Code for the paper "Learning Controllers for Adaptive Spreading of Carbon Fiber Tows". Download the data (preprocessed) and a pretrained process model here: https://figshare.com/s/1a3e9b1ac16362b46cf9

Run experiments

  • Download the data and adjust the data path if necessary (and other in-/output paths) in the utils/paths.py file.
    The data is used for both, the Process Model and the Process Control Model.

Process Model

  • To train a feedforward neural network or a random forest, run python -m tape_prediction.start_ff or python -m tape_prediction.start_rf

  • Results can be found in the generated log file (per default in the logs directory)

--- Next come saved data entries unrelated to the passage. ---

//! Error types for blocksync operations

use std::error::Error;
use std::fmt;
use std::io;

use crate::protocol::ProtocolError;

/// Main error type for sync operations
#[derive(Debug)]
pub enum SyncError {
	/// A remote call failed (unreachable, timed out, malformed reply).
	/// Fatal to the current cycle; the Local Index is not written.
	Transport(ProtocolError),

	/// I/O error in the sync root
	Io(io::Error),

	/// Chunking error (nested)
	Chunk(ChunkError),

	/// Local Index error (nested)
	State(StateError),

	/// Invalid configuration
	InvalidConfig { message: String },
}

impl fmt::Display for SyncError {
	fn fmt(&self, f: &mut fmt::Formatter<'_>) -> fmt::Result {
		match self {
			SyncError::Transport(e) => write!(f, "Transport error: {}", e),
			SyncError::Io(e) => write!(f, "I/O error: {}", e),
			SyncError::Chunk(e) => write!(f, "Chunk error: {}", e),
			SyncError::State(e) => write!(f, "State error: {}", e),
			SyncError::InvalidConfig { message } => {
				write!(f, "Invalid configuration: {}", message)
			}
		}
	}
}

impl Error for SyncError {
	fn source(&self) -> Option<&(dyn Error + 'static)> {
		match self {
			SyncError::Transport(e) => Some(e),
			SyncError::Io(e) => Some(e),
			SyncError::Chunk(e) => Some(e),
			SyncError::State(e) => Some(e),
			_ => None,
		}
	}
}

impl SyncError {
	/// True when the failure came from the RPC layer rather than local state
	pub fn is_transport(&self) -> bool {
		matches!(self, SyncError::Transport(_))
	}
}

impl From<io::Error> for SyncError {
	fn from(e: io::Error) -> Self {
		SyncError::Io(e)
	}
}

impl From<ProtocolError> for SyncError {
	fn from(e: ProtocolError) -> Self {
		SyncError::Transport(e)
	}
}

impl From<ChunkError> for SyncError {
	fn from(e: ChunkError) -> Self {
		SyncError::Chunk(e)
	}
}

impl From<StateError> for SyncError {
	fn from(e: StateError) -> Self {
		SyncError::State(e)
	}
}

/// Chunking-specific errors
#[derive(Debug)]
pub enum ChunkError {
	/// Failed to read the file being chunked
	ReadFailed { source: io::Error },

	/// Invalid chunk configuration
	InvalidConfig { message: String },
}

impl fmt::Display for ChunkError {
	fn fmt(&self, f: &mut fmt::Formatter<'_>) -> fmt::Result {
		match self {
			ChunkError::ReadFailed { source } => write!(f, "Failed to read chunk: {}", source),
			ChunkError::InvalidConfig { message } => write!(f, "Invalid chunk config: {}", message),
		}
	}
}

impl Error for ChunkError {}

impl From<io::Error> for ChunkError {
	fn from(e: io::Error) -> Self {
		ChunkError::ReadFailed { source: e }
	}
}

/// Local Index errors
#[derive(Debug)]
pub enum StateError {
	/// Failed to load the index
	LoadFailed { source: Box<dyn Error + Send + Sync> },

	/// Failed to save the index
	SaveFailed { source: Box<dyn Error + Send + Sync> },

	/// Index file exists but cannot be parsed
	Corrupted { message: String },
}

impl fmt::Display for StateError {
	fn fmt(&self, f: &mut fmt::Formatter<'_>) -> fmt::Result {
		match self {
			StateError::LoadFailed { source } => write!(f, "Failed to load index: {}", source),
			StateError::SaveFailed { source } => write!(f, "Failed to save index: {}", source),
			StateError::Corrupted { message } => write!(f, "Index corrupted: {}", message),
		}
	}
}

impl Error for StateError {}


// vim: ts=4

  • When training a neural network, in addition, a tensorboard file is generated (in the runs directory).

Process Control Model

  • To start the neuroevolution, run python -m process_control_model.start_neuroevolution

    • Parameters can be set in the source code or passed as json-file (see process_control_model/params/example_ne_param_file.json for details)
    • Please adjust the type of the process_model used as backend (i.e. "nn" or "rf") and specify the path to the pre-trained model.
    • Results are logged to a file in the directory process_control_model/logs
  • The baseline can be run as follows python -m process_control_model.fixed_setup. Log files can be found in the same directory as the neuroevolution logs.

General Remarks

  • See requirements.txt for libraries required to run the code.
  • Additional folders are created in the project directory (according to the paths specified in utils/paths.py) when necessary.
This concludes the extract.